*** Opening EXTRACTED INFORMATION ***

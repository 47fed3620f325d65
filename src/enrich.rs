//! Ingestion timestamp enrichment.

use crate::record::{FieldValue, NormalizedRecord};
use chrono::Utc;
use std::sync::Arc;

/// Reserved name of the injected ingestion timestamp field.
pub const RAW_TIMESTAMP_FIELD: &str = "_RAWTIMESTAMP";

/// Source of "now" as UTC epoch seconds.
pub trait Clock: Send + Sync {
    fn now_epoch_seconds(&self) -> i64;
}

/// Wall-clock time.
#[derive(Debug, Clone, Copy, Default)]
pub struct SystemClock;

impl Clock for SystemClock {
    fn now_epoch_seconds(&self) -> i64 {
        Utc::now().timestamp()
    }
}

/// Stamps records with the time they were ingested.
#[derive(Clone)]
pub struct TimestampEnricher {
    clock: Arc<dyn Clock>,
}

impl Default for TimestampEnricher {
    fn default() -> Self {
        Self::new(Arc::new(SystemClock))
    }
}

impl TimestampEnricher {
    pub fn new(clock: Arc<dyn Clock>) -> Self {
        Self { clock }
    }

    /// Add `_RAWTIMESTAMP` with the current UTC epoch seconds; other keys are untouched.
    pub fn enrich(&self, mut record: NormalizedRecord) -> NormalizedRecord {
        record.insert(
            RAW_TIMESTAMP_FIELD,
            FieldValue::Timestamp(self.clock.now_epoch_seconds()),
        );
        record
    }
}

impl std::fmt::Debug for TimestampEnricher {
    fn fmt(&self, f: &mut std::fmt::Formatter<'_>) -> std::fmt::Result {
        f.debug_struct("TimestampEnricher").finish_non_exhaustive()
    }
}
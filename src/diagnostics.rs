//! Structured per-record diagnostics.
//!
//! Nothing the normalizer does to a record is silent: every substituted default
//! and every skipped line is described by a value in this module, carrying enough
//! context to reconstruct the decision without reading log output.
//!
//! - [`Diagnostic`] - one field fell back to its type's default
//! - [`SkipReason`] - why a whole line was rejected
//! - [`DiagnosticLog`] - accumulates both for a source, with JSON export

use crate::schema::FieldType;
use serde::{Deserialize, Serialize};
use std::path::Path;
use std::{fmt, io};

/// Placeholder written instead of the raw value of a sensitive field.
pub const REDACTED: &str = "<redacted>";

/// One field whose value was replaced by its type's default.
#[derive(Debug, Clone, PartialEq, Serialize, Deserialize)]
pub struct Diagnostic {
    /// Field name
    pub field: String,
    /// Declared type, as written in the schema
    pub declared_type: String,
    /// Raw value as read (lossily decoded), or [`REDACTED`]
    pub raw_value: String,
    /// Text form of the default that was substituted
    pub fallback: String,
    /// Why coercion failed
    pub reason: String,
}

impl Diagnostic {
    pub fn new(field: &str, ty: &FieldType, raw_value: String, fallback: String, reason: String) -> Self {
        Self {
            field: field.to_string(),
            declared_type: ty.name().to_string(),
            raw_value,
            fallback,
            reason,
        }
    }
}

impl fmt::Display for Diagnostic {
    fn fmt(&self, f: &mut fmt::Formatter<'_>) -> fmt::Result {
        write!(
            f,
            "[{}: {}] {:?} -> {:?} ({})",
            self.field, self.declared_type, self.raw_value, self.fallback, self.reason
        )
    }
}

/// Why a raw line was skipped without producing a record.
#[derive(Debug, Clone, PartialEq, Eq, Serialize, Deserialize)]
#[serde(tag = "kind", rename_all = "snake_case")]
pub enum SkipReason {
    /// The line could not be decoded into fields at all.
    Undecodable { detail: String },
    /// Decoded field count differs from the schema's.
    FieldCountMismatch { found: usize, expected: usize },
    /// The record carries a field the schema does not declare.
    UnknownField { field: String },
}

impl fmt::Display for SkipReason {
    fn fmt(&self, f: &mut fmt::Formatter<'_>) -> fmt::Result {
        match self {
            SkipReason::Undecodable { detail } => write!(f, "line could not be decoded: {detail}"),
            SkipReason::FieldCountMismatch { found, expected } => {
                write!(f, "row has {found} elements instead of {expected}")
            }
            SkipReason::UnknownField { field } => write!(f, "field {field} is not in the schema"),
        }
    }
}

impl std::error::Error for SkipReason {}

/// A skipped line with its position in the source.
#[derive(Debug, Clone, PartialEq, Serialize, Deserialize)]
pub struct SkippedLine {
    /// 1-based line number in the source file, header included
    pub line: u64,
    pub reason: SkipReason,
}

/// Diagnostics attached to one accepted line.
#[derive(Debug, Clone, PartialEq, Serialize, Deserialize)]
pub struct LineDiagnostics {
    pub line: u64,
    pub fields: Vec<Diagnostic>,
}

/// Collects skips and fallbacks for batch reporting.
#[derive(Debug, Clone, Default, Serialize, Deserialize)]
pub struct DiagnosticLog {
    skipped: Vec<SkippedLine>,
    fallbacks: Vec<LineDiagnostics>,
}

impl DiagnosticLog {
    pub fn new() -> Self {
        Self::default()
    }

    pub fn record_skip(&mut self, line: u64, reason: SkipReason) {
        self.skipped.push(SkippedLine { line, reason });
    }

    /// Record the fallbacks of one line; empty lists are ignored.
    pub fn record_fallbacks(&mut self, line: u64, fields: Vec<Diagnostic>) {
        if !fields.is_empty() {
            self.fallbacks.push(LineDiagnostics { line, fields });
        }
    }

    pub fn skip_count(&self) -> usize {
        self.skipped.len()
    }

    /// Total number of substituted field values.
    pub fn fallback_count(&self) -> usize {
        self.fallbacks.iter().map(|l| l.fields.len()).sum()
    }

    pub fn skipped(&self) -> &[SkippedLine] {
        &self.skipped
    }

    pub fn fallbacks(&self) -> &[LineDiagnostics] {
        &self.fallbacks
    }

    pub fn is_empty(&self) -> bool {
        self.skipped.is_empty() && self.fallbacks.is_empty()
    }

    /// Export as pretty JSON.
    pub fn to_json(&self) -> Result<String, serde_json::Error> {
        serde_json::to_string_pretty(self)
    }

    /// Write [`DiagnosticLog::to_json`] output to `path`.
    pub fn write_to_file<P: AsRef<Path>>(&self, path: P) -> io::Result<()> {
        let json = self.to_json().map_err(io::Error::other)?;
        std::fs::write(path, json)
    }
}

impl fmt::Display for DiagnosticLog {
    fn fmt(&self, f: &mut fmt::Formatter<'_>) -> fmt::Result {
        write!(
            f,
            "DiagnosticLog({} skipped, {} fallbacks)",
            self.skip_count(),
            self.fallback_count()
        )
    }
}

*** Closing EXTRACTED INFORMATION ***

WHAT IS NEEDED: Pull out all lines containing the word "SystemClock" from the entries above.

WRITTEN ANSWER:
pub struct SystemClock;
impl Clock for SystemClock {
        Self::new(Arc::new(SystemClock))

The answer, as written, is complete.